TRY IT: One part of the entries below is wanted: the lines from the one containing "let mut missing = Vec::new();" through the one containing "registered comment style.". Write those out exactly and nothing else.

++++++

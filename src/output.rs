//! # Output Module
//!
//! This module centralizes all user-facing output for the licensure binary.
//! It provides consistent formatting, colors, and symbols for terminal output.
//!
//! - **Scannable**: Use formatting to make output easy to parse visually
//! - **Progressive**: More detail with `-v`, silence with `-q`
//! - **Scriptable**: In quiet mode only bare file paths reach stdout

use std::path::{Path, PathBuf};

use licensure::info_log;
use licensure::logging::{is_quiet, is_verbose};
use licensure::processor::ScanSummary;
use owo_colors::{OwoColorize, Stream};

/// Symbols used in output
pub mod symbols {
  /// Success/has license
  pub const SUCCESS: &str = "\u{2713}"; // ✓
  /// Missing license/failure
  pub const FAILURE: &str = "\u{2717}"; // ✗
}

/// Maximum number of files to show in the default output before truncating
const DEFAULT_FILE_LIST_LIMIT: usize = 20;

/// Print the initial "Checking <root>..." message.
pub fn print_start_message(root: &Path, write: bool) {
  if is_quiet() {
    return;
  }

  let verb = if write { "Processing" } else { "Checking" };
  println!("{} {}...", verb, root.display());
}

/// Print a blank line for visual separation (respects quiet mode).
pub fn print_blank_line() {
  if !is_quiet() {
    println!();
  }
}

/// Print the list of files missing license headers, in scan order.
///
/// In write mode the headers have already been inserted, so the heading says
/// so. Shows up to `DEFAULT_FILE_LIST_LIMIT` files unless verbose.
pub fn print_missing_files(files: &[PathBuf], root: &Path, write: bool) {
  if files.is_empty() {
    return;
  }

  if is_quiet() {
    // In quiet mode, just print the file paths (for scripting)
    for file in files {
      println!("{}", make_relative_path(file, root));
    }
    return;
  }

  let count = files.len();
  let files_word = if count == 1 { "file" } else { "files" };
  let header = if write {
    format!(
      "{} Added license to {} {} that had none:",
      symbols::SUCCESS.if_supports_color(Stream::Stdout, |s| s.green()),
      count,
      files_word
    )
  } else {
    format!(
      "{} {} {} missing license headers:",
      symbols::FAILURE.if_supports_color(Stream::Stdout, |s| s.red()),
      count,
      files_word
    )
  };
  println!("{}", header);

  let show_all = is_verbose();
  let limit = if show_all { count } else { DEFAULT_FILE_LIST_LIMIT };

  for file in files.iter().take(limit) {
    println!("  {}", make_relative_path(file, root));
  }

  if !show_all && count > limit {
    let remaining = count - limit;
    println!(
      "  {} ... and {} more (use -v to see all)",
      "".if_supports_color(Stream::Stdout, |s| s.dimmed()),
      remaining
    );
  }
}

/// Print the success message when all files have license headers.
pub fn print_all_files_ok(summary: &ScanSummary) {
  if is_quiet() {
    return;
  }

  let files_word = if summary.files_scanned == 1 { "file" } else { "files" };
  println!(
    "{} All {} {} have license headers.",
    symbols::SUCCESS.if_supports_color(Stream::Stdout, |s| s.green()),
    summary.files_scanned.if_supports_color(Stream::Stdout, |s| s.cyan()),
    files_word
  );
}

/// Print a hint for the user about what to do next.
pub fn print_hint(message: &str) {
  info_log!("{}", message);
}

/// Display `path` relative to `root` when possible.
pub fn make_relative_path(path: &Path, root: &Path) -> String {
  let relative = path
    .strip_prefix(root)
    .map(Path::to_path_buf)
    .ok()
    .or_else(|| pathdiff::diff_paths(path, root))
    .unwrap_or_else(|| path.to_path_buf());

  relative.to_string_lossy().replace('\\', "/")
}
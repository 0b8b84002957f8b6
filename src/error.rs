//! # Error Module
//!
//! Errors returned by a licensure run.
//!
//! A run fails in one of two distinguishable ways: files are missing their
//! license header ([`Error::NoLicense`]), or the environment is broken
//! (unreadable license file, unreadable or unwritable candidate file, failed
//! traversal, invalid configuration).

use std::fmt;
use std::path::{Path, PathBuf};

use crate::config::ConfigError;

/// Result alias used throughout the library.
pub type Result<T, E = Error> = std::result::Result<T, E>;

/// Files that lack the expected license header.
///
/// The list is fixed at construction, in the order the files were scanned.
#[derive(Debug, Clone, PartialEq, Eq)]
pub struct NoLicenseError {
  files: Vec<PathBuf>,
}

impl NoLicenseError {
  pub const fn new(files: Vec<PathBuf>) -> Self {
    Self { files }
  }

  /// The files missing a header, in scan order.
  pub fn files(&self) -> &[PathBuf] {
    &self.files
  }
}

impl fmt::Display for NoLicenseError {
  fn fmt(&self, f: &mut fmt::Formatter<'_>) -> fmt::Result {
    write!(f, "No license content in the following files:")?;
    for file in &self.files {
      write!(f, "\n{}", file.display())?;
    }
    Ok(())
  }
}

impl std::error::Error for NoLicenseError {}

/// Error type for licensure runs.
#[derive(Debug, thiserror::Error)]
pub enum Error {
  /// One or more files lack the license header.
  #[error(transparent)]
  NoLicense(#[from] NoLicenseError),

  /// A file could not be read or written.
  #[error("I/O error on '{path}': {source}")]
  Io { path: PathBuf, source: std::io::Error },

  /// Directory traversal failed.
  #[error("Failed to walk directory tree: {0}")]
  Walk(#[from] ignore::Error),

  /// The configuration is invalid.
  #[error(transparent)]
  Config(#[from] ConfigError),
}

impl Error {
  pub(crate) fn io(path: &Path, source: std::io::Error) -> Self {
    Self::Io {
      path: path.to_path_buf(),
      source,
    }
  }

  /// The files missing a header, if this is a [`Error::NoLicense`] failure.
  pub fn no_license_files(&self) -> Option<&[PathBuf]> {
    match self {
      Self::NoLicense(err) => Some(err.files()),
      _ => None,
    }
  }
}
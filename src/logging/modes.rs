use std::sync::Once;
use std::sync::atomic::{AtomicU8, Ordering};

use clap::ValueEnum;
use tracing_subscriber::EnvFilter;

/// Global output mode shared by the logging macros and the output module.
///
/// Starts as [`OutputMode::Normal`].
static OUTPUT_MODE: AtomicU8 = AtomicU8::new(0);

/// Guards the one-time installation of the tracing subscriber.
static TRACING_INIT: Once = Once::new();

#[derive(Debug, Clone, Copy, PartialEq, Eq)]
enum OutputMode {
  Normal = 0,
  Quiet = 1,
  Verbose = 2,
}

impl OutputMode {
  /// Convert from u8 to OutputMode
  const fn from_u8(value: u8) -> Self {
    match value {
      1 => OutputMode::Quiet,
      2 => OutputMode::Verbose,
      _ => OutputMode::Normal, // Default to Normal for invalid values
    }
  }
}

/// Enum representing the color mode options.
#[derive(Debug, Clone, Copy, PartialEq, Eq, ValueEnum)]
pub enum ColorMode {
  /// Automatically determine whether to use colors based on TTY detection
  Auto,
  /// Never use colors
  Never,
  /// Always use colors
  Always,
}

impl ColorMode {
  /// Apply this mode to all colored output.
  ///
  /// `Auto` leaves the decision to owo-colors' stream detection.
  pub fn apply(self) {
    match self {
      ColorMode::Auto => owo_colors::unset_override(),
      ColorMode::Never => owo_colors::set_override(false),
      ColorMode::Always => owo_colors::set_override(true),
    }
  }
}

/// Enables verbose output for the [`verbose_log!`](crate::verbose_log) macro.
pub fn set_verbose() {
  OUTPUT_MODE.store(OutputMode::Verbose as u8, Ordering::SeqCst);
}

/// Suppresses everything except errors and file lists.
pub fn set_quiet() {
  OUTPUT_MODE.store(OutputMode::Quiet as u8, Ordering::SeqCst);
}

/// Checks if verbose logging is currently enabled.
pub fn is_verbose() -> bool {
  let mode_u8 = OUTPUT_MODE.load(Ordering::SeqCst);
  matches!(OutputMode::from_u8(mode_u8), OutputMode::Verbose)
}

/// Checks if quiet mode is currently enabled.
pub fn is_quiet() -> bool {
  let mode_u8 = OUTPUT_MODE.load(Ordering::SeqCst);
  matches!(OutputMode::from_u8(mode_u8), OutputMode::Quiet)
}

/// Maps the CLI verbosity flags to a default tracing filter directive.
pub const fn default_directive(quiet: bool, verbose: u8) -> &'static str {
  if quiet {
    return "error";
  }
  match verbose {
    0 => "warn",
    1 => "info",
    2 => "debug",
    _ => "trace",
  }
}

/// Installs the global tracing subscriber, writing to stderr.
///
/// `RUST_LOG` takes precedence over the verbosity flags. Calling this more
/// than once has no effect.
pub fn init_tracing(quiet: bool, verbose: u8) {
  TRACING_INIT.call_once(|| {
    let filter = EnvFilter::try_from_default_env().unwrap_or_else(|_| EnvFilter::new(default_directive(quiet, verbose)));

    // Another subscriber may already be installed by an embedding program.
    let _ = tracing_subscriber::fmt()
      .with_env_filter(filter)
      .with_writer(std::io::stderr)
      .with_target(false)
      .try_init();
  });
}
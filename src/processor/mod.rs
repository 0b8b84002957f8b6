//! # Processor Module
//!
//! This module contains the scan that checks every candidate file for its
//! license header and optionally inserts missing headers.
//!
//! The module is organized into several submodules:
//! - [`file_io`] - Asynchronous file reading and writing
//! - [`content_transformer`] - Shebang-aware header location, comparison and insertion
//! - [`file_collector`] - Streaming directory traversal
//!
//! The [`Processor`] struct is the main entry point, orchestrating the
//! submodules for one run.

pub mod content_transformer;
pub mod file_collector;
mod file_io;

use std::path::{Path, PathBuf};

pub use content_transformer::{find_insertion_offset, has_header, insert_header};
pub use file_collector::{CandidateStream, FileCollector, LICENSE_IGNORE_FILENAME, absolutize_path};
pub use file_io::FileIO;
use futures::StreamExt;
use tracing::{debug, info, trace};

use crate::comment::CommentRegistry;
use crate::error::{NoLicenseError, Result};
use crate::templates::{HeaderCache, LicenseText};

/// Configuration for creating a Processor instance.
pub struct ProcessorConfig {
  /// Directory to scan
  pub root: PathBuf,

  /// Path to the canonical license text
  pub license: PathBuf,

  /// Whether to insert missing headers in place
  pub write: bool,

  /// Extension to comment style mapping
  pub registry: CommentRegistry,
}

impl ProcessorConfig {
  /// Creates a new ProcessorConfig in check-only mode with the builtin
  /// comment styles.
  ///
  /// Use struct update syntax to override specific fields:
  /// ```ignore
  /// ProcessorConfig {
  ///     write: true,
  ///     ..ProcessorConfig::new(root, license)
  /// }
  /// ```
  pub fn new(root: impl Into<PathBuf>, license: impl Into<PathBuf>) -> Self {
    Self {
      root: root.into(),
      license: license.into(),
      write: false,
      registry: CommentRegistry::builtin(),
    }
  }
}

/// Counts gathered during a successful run.
#[derive(Debug, Default, Clone, Copy, PartialEq, Eq)]
pub struct ScanSummary {
  /// Files read and compared
  pub files_scanned: usize,
  /// Files that already carried the header
  pub compliant: usize,
  /// Files missing the header and left untouched
  pub missing: usize,
  /// Files that had the header inserted
  pub written: usize,
  /// Distinct extensions for which a header was rendered
  pub extensions_seen: usize,
}

impl ScanSummary {
  fn record(&mut self, outcome: FileOutcome) {
    self.files_scanned += 1;
    match outcome {
      FileOutcome::Compliant => self.compliant += 1,
      FileOutcome::Missing => self.missing += 1,
      FileOutcome::Written => self.written += 1,
    }
  }
}

/// Outcome of checking one file.
#[derive(Debug, Clone, Copy, PartialEq, Eq)]
pub enum FileOutcome {
  /// The header is already present
  Compliant,
  /// The header is missing and the file was left untouched
  Missing,
  /// The header was missing and has been inserted
  Written,
}

impl FileOutcome {
  pub const fn is_violation(self) -> bool {
    matches!(self, Self::Missing | Self::Written)
  }
}

/// Processor for checking and inserting license headers.
///
/// A processor can be run any number of times; each run reads the license
/// file afresh and starts with an empty header cache.
pub struct Processor {
  root: PathBuf,
  license: PathBuf,
  write: bool,
  registry: CommentRegistry,
}

impl Processor {
  pub fn new(config: ProcessorConfig) -> Self {
    Self {
      root: config.root,
      license: config.license,
      write: config.write,
      registry: config.registry,
    }
  }

  /// Runs a scan of the configured root.
  ///
  /// Consumes the traversal stream one file at a time. Files missing their
  /// header are collected in scan order and, in write mode, fixed in place.
  ///
  /// # Errors
  ///
  /// - [`Error::NoLicense`](crate::Error::NoLicense) once the whole tree has
  ///   been scanned, if any file lacked its header. Write mode does not
  ///   suppress this.
  /// - [`Error::Io`](crate::Error::Io) or [`Error::Walk`](crate::Error::Walk)
  ///   immediately, if reading the license, reading or writing a file, or the
  ///   traversal fails.
  pub async fn run(&self) -> Result<ScanSummary> {
    let license = LicenseText::load(&self.license).await?;
    let collector = FileCollector::new(&self.root, &self.registry)?;
    let mut files = collector.stream()?;
    self.process_stream(license, &mut files).await
  }

  /// Processes an already-open stream of candidate files.
  pub async fn process_stream(&self, license: LicenseText, files: &mut CandidateStream) -> Result<ScanSummary> {
    let mut cache = HeaderCache::new(license);
    let mut missing = Vec::new();
    let mut summary = ScanSummary::default();

    while let Some(file) = files.next().await {
      let file = file?;
      trace!("Got file {}", file.display());

      let Some(outcome) = self.process_file(&file, &mut cache).await? else {
        continue;
      };
      summary.record(outcome);
      if outcome.is_violation() {
        missing.push(file);
      }
    }

    summary.extensions_seen = cache.len();
    info!(
      "Scanned {} files: {} compliant, {} missing, {} written",
      summary.files_scanned, summary.compliant, summary.missing, summary.written
    );

    if missing.is_empty() {
      Ok(summary)
    } else {
      Err(NoLicenseError::new(missing).into())
    }
  }

  /// Checks a single file, inserting the header in write mode.
  ///
  /// Returns `None` for files without a registered comment style.
  pub async fn process_file(&self, path: &Path, cache: &mut HeaderCache) -> Result<Option<FileOutcome>> {
    let Some((ext, style)) = self.registry.lookup_path(path) else {
      trace!("Skipping: {} (no comment style defined for extension)", path.display());
      return Ok(None);
    };

    let header = cache.get_or_synthesize(ext, style);
    let content = FileIO::read_full_content(path).await?;

    let offset = find_insertion_offset(&content);
    if offset > 0 {
      debug!("Found shebang in file {}, starts with index {}", path.display(), offset);
    }

    if has_header(&content, offset, header) {
      return Ok(Some(FileOutcome::Compliant));
    }

    debug!("Found no license in file {}", path.display());
    if !self.write {
      return Ok(Some(FileOutcome::Missing));
    }

    debug!("Writing license back to file {}", path.display());
    let updated = insert_header(&content, offset, header);
    FileIO::write_file(path, &updated).await?;
    Ok(Some(FileOutcome::Written))
  }
}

++++++

RESULT OF THIS EXERCISE:
    let mut missing = Vec::new();
    let mut summary = ScanSummary::default();

    while let Some(file) = files.next().await {
      let file = file?;
      trace!("Got file {}", file.display());

      let Some(outcome) = self.process_file(&file, &mut cache).await? else {
        continue;
      };
      summary.record(outcome);
      if outcome.is_violation() {
        missing.push(file);
      }
    }

    summary.extensions_seen = cache.len();
    info!(
      "Scanned {} files: {} compliant, {} missing, {} written",
      summary.files_scanned, summary.compliant, summary.missing, summary.written
    );

    if missing.is_empty() {
      Ok(summary)
    } else {
      Err(NoLicenseError::new(missing).into())
    }
  }

  /// Checks a single file, inserting the header in write mode.
  ///
  /// Returns `None` for files without a registered comment style.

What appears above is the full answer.